Previously published algorithms for LR (k) incremental parsing are inefficient, unnecessarily restrictive, and in some cases incorrect. We present a simple algorithm based on parsing LR(k) sentential forms that can incrementally parse an arbitrary number of textual and/or structural modifications in optimal time and with no storage overhead. The central role of balanced sequences in achieving truly incremental behavior from analysis algorithms is described, along with automated methods to support balancing during parse table generation and parsing. Our approach extends the theory of sentential-form parsing to allow for ambiguity in the grammar, exploiting it for notational convenience, to denote sequences, and to construct compact (“abstract”) syntax trees directly.

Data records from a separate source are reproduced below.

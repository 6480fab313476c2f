//! Search documents and batch reports.

mod document;
mod report;

pub use document::{DocumentTarget, SearchDocument, SearchIndexName};
pub use report::{BatchReport, FailedRecord, FailureReason, IndexOutcome};
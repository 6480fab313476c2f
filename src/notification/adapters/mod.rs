//! Message delivery adapters.

pub mod memory;
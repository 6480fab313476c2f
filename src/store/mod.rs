//! Keyed persistent store.
//!
//! A single-item key/value store with conditional writes, secondary indexes
//! derived from typed records, cursor pagination, and a change log. The
//! module follows the crate's hexagonal layout:
//!
//! - Keys, entities, and query types in [`domain`]
//! - The [`ports::KeyedStore`] and [`ports::ChangeFeed`] contracts in [`ports`]
//! - In-memory, `PostgreSQL`, and retrying implementations in [`adapters`]

pub mod adapters;
pub mod domain;
pub mod ports;

#[cfg(test)]
mod tests;
//! Ports for event delivery.

mod bus;

pub use bus::{EventBus, EventBusError, EventBusResult};
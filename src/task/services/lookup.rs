//! Store reads shared by the task services.

use super::{TaskServiceError, TaskServiceResult};
use crate::identity::domain::UserId;
use crate::store::{
    domain::{Entity, EntityKind, IndexQuery, ItemKey},
    ports::{KeyedStore, StoreError},
};
use crate::task::domain::{Task, TaskId};

pub(super) async fn load_task<S>(store: &S, task_id: &TaskId) -> TaskServiceResult<Task>
where
    S: KeyedStore,
{
    let key = ItemKey::task(task_id);
    match store.get(&key).await? {
        Some(Entity::Task(task)) => Ok(task),
        Some(other) => Err(StoreError::KindMismatch {
            key,
            expected: EntityKind::Task,
            found: other.kind(),
        }
        .into()),
        None => Err(TaskServiceError::TaskNotFound(task_id.clone())),
    }
}

pub(super) async fn is_assigned<S>(
    store: &S,
    task_id: &TaskId,
    user_id: &UserId,
) -> TaskServiceResult<bool>
where
    S: KeyedStore,
{
    let row = store.get(&ItemKey::assignment(task_id, user_id)).await?;
    Ok(row.is_some())
}

pub(super) async fn assignees_of<S>(store: &S, task_id: &TaskId) -> TaskServiceResult<Vec<UserId>>
where
    S: KeyedStore,
{
    let rows = store.query_all(&IndexQuery::assignments_of(task_id)).await?;
    Ok(rows
        .into_iter()
        .filter_map(Entity::into_assignment)
        .map(|assignment| assignment.user_id().clone())
        .collect())
}
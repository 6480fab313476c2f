//! Event bus adapters.

pub mod memory;
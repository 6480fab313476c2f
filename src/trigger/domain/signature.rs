//! Shared-secret webhook signatures.

use hmac::{Hmac, Mac};
use secrecy::{ExposeSecret, SecretString};
use sha2::Sha256;
use subtle::ConstantTimeEq;
use thiserror::Error;

const SIGNATURE_PREFIX: &str = "sha256=";

/// Name of the header carrying the signature.
pub const SIGNATURE_HEADER: &str = "x-hub-signature-256";

/// Errors returned when a webhook signature does not verify.
#[derive(Debug, Clone, Copy, Error, PartialEq, Eq)]
pub enum SignatureError {
    /// No signature header was supplied.
    #[error("missing webhook signature")]
    Missing,

    /// The header is not `sha256=<hex>`.
    #[error("malformed webhook signature")]
    Malformed,

    /// The signature does not match the body.
    #[error("webhook signature mismatch")]
    Mismatch,
}

/// Verifies `sha256=<hex>` HMAC signatures over raw request bodies.
#[derive(Debug, Clone)]
pub struct WebhookVerifier {
    secret: SecretString,
}

impl WebhookVerifier {
    /// Creates a verifier for the shared secret.
    #[must_use]
    pub const fn new(secret: SecretString) -> Self {
        Self { secret }
    }

    /// Returns the signature header value for `body`.
    #[must_use]
    pub fn sign(&self, body: &[u8]) -> String {
        format!("{SIGNATURE_PREFIX}{}", hex::encode(self.digest(body)))
    }

    /// Checks `header` against the HMAC of `body` in constant time.
    ///
    /// # Errors
    ///
    /// Returns [`SignatureError`] when the header is absent, malformed, or
    /// does not match.
    pub fn verify(&self, header: Option<&str>, body: &[u8]) -> Result<(), SignatureError> {
        let header = header.ok_or(SignatureError::Missing)?;
        let encoded = header
            .trim()
            .strip_prefix(SIGNATURE_PREFIX)
            .ok_or(SignatureError::Malformed)?;
        let presented = hex::decode(encoded).map_err(|_| SignatureError::Malformed)?;
        let expected = self.digest(body);
        if bool::from(expected.as_slice().ct_eq(presented.as_slice())) {
            Ok(())
        } else {
            Err(SignatureError::Mismatch)
        }
    }

    fn digest(&self, body: &[u8]) -> Vec<u8> {
        // HMAC accepts keys of any length, so construction cannot fail.
        <Hmac<Sha256> as Mac>::new_from_slice(self.secret.expose_secret().as_bytes()).map_or_else(
            |_| Vec::new(),
            |mut mac| {
                mac.update(body);
                mac.finalize().into_bytes().to_vec()
            },
        )
    }
}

Combined, these techniques make the use of automatically generated incremental parsers in interactive software development environments both practical and effective. In addition, we address information preservation in these environments: Optimal node reuse is defined; previous definitions are shown to be insufficient; and a method for detecting node reuse is provided that is both simpler and faster than existing techniques. A program representation based on self-versioning documents is used to detect changes in the program, generate efficient change reports for subsequent analyses, and allow the parsing transformation itself to be treated as a reversible modification in the edit log.